Dini, vicdani kurallar, gelenek- görenekler, yasalar, görgü,
trafik, oyun, sınıf, futbol, olimpiyat kuralları vb. tüm kurallar o toplumun
yararınadır o toplumun bel kemiğidir.
Kurallarla özgürlüğümüzün kısıtlandığını sanırız. Oysaki
özgürlüğümüzü kurallar sayesinde kullanabiliyoruz. Bir kargaşa ortamında
özgürlüğünüzü ne kadar kullanabileceğinizi düşünebilirsiniz.
Kurallarla toplumda bir düzen sağlanır, karmaşa giderilir.
Çocuklar, her oyuna
başlamadan önce oyun kurallarını açıklar sonra oyuna başlarlar. Kural bozanları
da oyuna almak istemezler. Kurallara uyulmadan o oyun oynanmaz.

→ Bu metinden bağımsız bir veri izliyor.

use ratatui::Terminal;
use ratatui::backend::TestBackend;
use ratatui::buffer::Buffer;
use ratatui::layout::Rect;

use crate::model::{Config, Notification};
use crate::tui::app::App;

pub const TERM_W: u16 = 80;
pub const TERM_H: u16 = 24;

/// Render into an in-memory buffer and return it
pub fn render_buffer<F>(w: u16, h: u16, f: F) -> Buffer
where
    F: FnOnce(&mut ratatui::Frame, Rect),
{
    let backend = TestBackend::new(w, h);
    let mut terminal = Terminal::new(backend).unwrap();
    terminal
        .draw(|frame| {
            let area = frame.area();
            f(frame, area);
        })
        .unwrap();
    terminal.backend().buffer().clone()
}

/// Render into an in-memory buffer and return plain text (no styles).
pub fn render_to_string<F>(w: u16, h: u16, f: F) -> String
where
    F: FnOnce(&mut ratatui::Frame, Rect),
{
    let buf = render_buffer(w, h, f);
    let w = buf.area.width as usize;
    let lines: Vec<String> = buf
        .content
        .chunks(w)
        .map(|row| {
            let s: String = row.iter().map(|cell| cell.symbol()).collect();
            s.trim_end().to_string()
        })
        .collect();

    // Trim trailing blank lines
    let end = lines
        .iter()
        .rposition(|l| !l.is_empty())
        .map_or(0, |i| i + 1);
    lines[..end].join("\n")
}

/// App with default config: the seeded three tasks
pub fn default_app() -> App {
    App::new(&Config::default())
}

/// App holding exactly the given `(title, completed)` tasks
pub fn app_with_tasks(tasks: &[(&str, bool)]) -> App {
    let mut config = Config::default();
    config.tasks.seed = false;
    let mut app = App::new(&config);
    let mut sink: Vec<Notification> = Vec::new();
    for (title, completed) in tasks {
        let id = app.store.add(title, &mut sink).unwrap();
        if *completed {
            app.store.toggle(id, &mut sink).unwrap();
        }
    }
    app
}
use crate::model::TaskId;
use crate::ops::notify::NotificationSink;
use crate::ops::task_store::{StoreError, TaskStore};

/// Which task is being renamed, and the working copy of its title
#[derive(Debug, Clone, Default, PartialEq, Eq)]
pub struct EditSession {
    active: Option<TaskId>,
    draft: String,
}

impl EditSession {
    pub fn new() -> Self {
        Self::default()
    }

    /// Start renaming `id`, seeding the draft with its current title.
    /// Any unsaved draft for another task is dropped.
    pub fn begin(&mut self, id: TaskId, current_title: &str) {
        if let Some(prev) = self.active
            && prev != id
        {
            tracing::debug!(%prev, next = %id, "abandoning unsaved edit");
        }
        self.active = Some(id);
        self.draft = current_title.to_string();
    }

    pub fn update_draft(&mut self, text: impl Into<String>) {
        self.draft = text.into();
    }

    /// Write the draft back to `id` and end the session.
    ///
    /// The session ends even if the task is gone. Empty drafts are written as-is.
    pub fn commit(
        &mut self,
        id: TaskId,
        store: &mut TaskStore,
        sink: &mut dyn NotificationSink,
    ) -> Result<(), StoreError> {
        let result = store.update(id, &self.draft, sink);
        self.active = None;
        self.draft.clear();
        result
    }

    pub fn active(&self) -> Option<TaskId> {
        self.active
    }

    pub fn draft(&self) -> &str {
        &self.draft
    }

    pub fn is_editing(&self, id: TaskId) -> bool {
        self.active == Some(id)
    }
}

#[cfg(test)]
mod tests {
    use super::*;
    use crate::model::{Notification, NotificationKind, UPDATED_MESSAGE};

    #[test]
    fn begin_seeds_draft() {
        let mut session = EditSession::new();
        assert_eq!(session.active(), None);
        session.begin(TaskId(2), "Schedule team sync meeting");
        assert_eq!(session.active(), Some(TaskId(2)));
        assert_eq!(session.draft(), "Schedule team sync meeting");
        assert!(session.is_editing(TaskId(2)));
        assert!(!session.is_editing(TaskId(1)));
    }

    #[test]
    fn switching_target_discards_draft() {
        let mut store = TaskStore::seeded();
        let first = store.tasks()[0].id;
        let second = store.tasks()[1].id;
        let mut session = EditSession::new();
        session.begin(first, "Review quarterly reports");
        session.update_draft("Unsaved change");
        session.begin(second, "Schedule team sync meeting");
        assert_eq!(session.draft(), "Schedule team sync meeting");
        assert_eq!(store.get(first).unwrap().title, "Review quarterly reports");

        let mut sink: Vec<Notification> = Vec::new();
        session.commit(second, &mut store, &mut sink).unwrap();
        assert_eq!(store.get(first).unwrap().title, "Review quarterly reports");
    }

    #[test]
    fn commit_writes_draft_and_clears() {
        let mut store = TaskStore::seeded();
        let id = store.tasks()[0].id;
        let mut session = EditSession::new();
        let mut sink: Vec<Notification> = Vec::new();

        session.begin(id, "X");
        session.update_draft("Y");
        session.commit(id, &mut store, &mut sink).unwrap();

        assert_eq!(store.get(id).unwrap().title, "Y");
        assert_eq!(session.active(), None);
        assert_eq!(session.draft(), "");
        assert_eq!(
            sink,
            vec![Notification::new(UPDATED_MESSAGE, NotificationKind::Update)]
        );
    }

    #[test]
    fn commit_empty_draft_is_allowed() {
        let mut store = TaskStore::seeded();
        let id = store.tasks()[2].id;
        let mut session = EditSession::new();
        session.begin(id, "Approve vendor contracts");
        session.update_draft("");
        session.commit(id, &mut store, &mut Vec::<Notification>::new()).unwrap();
        assert_eq!(store.get(id).unwrap().title, "");
    }

    #[test]
    fn commit_on_missing_task_still_ends_session() {
        let mut store = TaskStore::seeded();
        let mut session = EditSession::new();
        let mut sink: Vec<Notification> = Vec::new();
        session.begin(TaskId(404), "ghost");
        let err = session.commit(TaskId(404), &mut store, &mut sink).unwrap_err();
        assert_eq!(err, StoreError::TaskNotFound(TaskId(404)));
        assert_eq!(session.active(), None);
        assert!(sink.is_empty());
    }

    #[test]
    fn rebegin_resets_draft_but_keeps_session() {
        let mut session = EditSession::new();
        session.begin(TaskId(1), "Original");
        session.update_draft("Half-typed");
        session.begin(TaskId(1), "Original");
        assert_eq!(session.active(), Some(TaskId(1)));
        assert_eq!(session.draft(), "Original");
    }
}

Bizler bile kurallarını bilmediğimiz toplumlarda bocalarız.
Aslında kendimiz için de, zihnimizde kurallar koyup
uyguluyoruz
.
.
ÇOCUĞUMUZA NİÇİN
KURAL KOYMAK İSTEMİYORUZ?
Çocuğumuza kural koyduğumuzda, çocuğumuzun özgürlüğünü kısıtladığımızı,
ileride çekingen, uyuşuk biri olabileceğini, bizi sevmeyeceğini düşünürüz. Onun
mutsuz olmasından korkarız.
KURALSIZLIK (ANOMİE)
“Fransız sosyolog Emile Durkheim, bireyin sanki herhangi bir toplumsal ve moral kural yokmuş gibi keyfince ve sınırsız olarak davranmasına ‘anomie’ (kuralsızlık) adını vermiştir.
“Fransız sosyolog Emile Durkheim, bireyin sanki herhangi bir toplumsal ve moral kural yokmuş gibi keyfince ve sınırsız olarak davranmasına ‘anomie’ (kuralsızlık) adını vermiştir.
Yapılan araştırmalarda kuralları yok sayma, normsuzluk
durumunun bireyleri, toplumsal yasaları da görmezden gelerek, bencilleşmeye, içine
kapanmaya, kendisine olan saygısını kaybetmeye, suç işlemeye hatta isyana
yönelttiği saptanmıştır.”(E.Kalaycıoğlu)
Kuralsızlıkta, ilkel isteklerin ön plana çıkması, baskın
kişi ve grupların oluşması, hak kaybı ve kargaşa söz konusudur bu da kimsenin
kabullenemeyeceği bir durumdur. Tüm toplumsal sistemlerde yasalara saygı söz
konusudur.
Şu anda kargaşa
içinde olan toplumlarda asıl sorun, insanların kuralları tanımamaları
yeteri kadar kurallara uymamalarıdır. Bunu nedeni de yönetim boşluğu, iyi
yönetilememe ve halkın eğitimsizliğidir. Gelişmiş toplumlarındaki kural
saygısını, diğerlerinde pek fazla göremezsiniz.
KURALSIZLIĞIN ÇOCUK
AÇISINDAN ZARARLARI
“Ailenin kuralsız, gevşek tutumu sonucunda; bencil,
sorumsuz, şımarık çocuk yetişmesi doğaldır.” (A.Yörükoğlu) Deneyimi olmadığı
için çocuk ne yapacağını şaşırır; muallakta kalır. Kişi, alışkanlığını ömür
boyu sürdürebilir. Bireyin; toplumdan dışlanma, çatışma ve olumsuz tepki görme
olasılığı artar.
Yetişkin otoritesinin ve disiplininin bulunmadığı, tamamen
özgür bırakılmış durumlarda tepkiler daha sık ve şiddetli biçimde ortaya çıkar.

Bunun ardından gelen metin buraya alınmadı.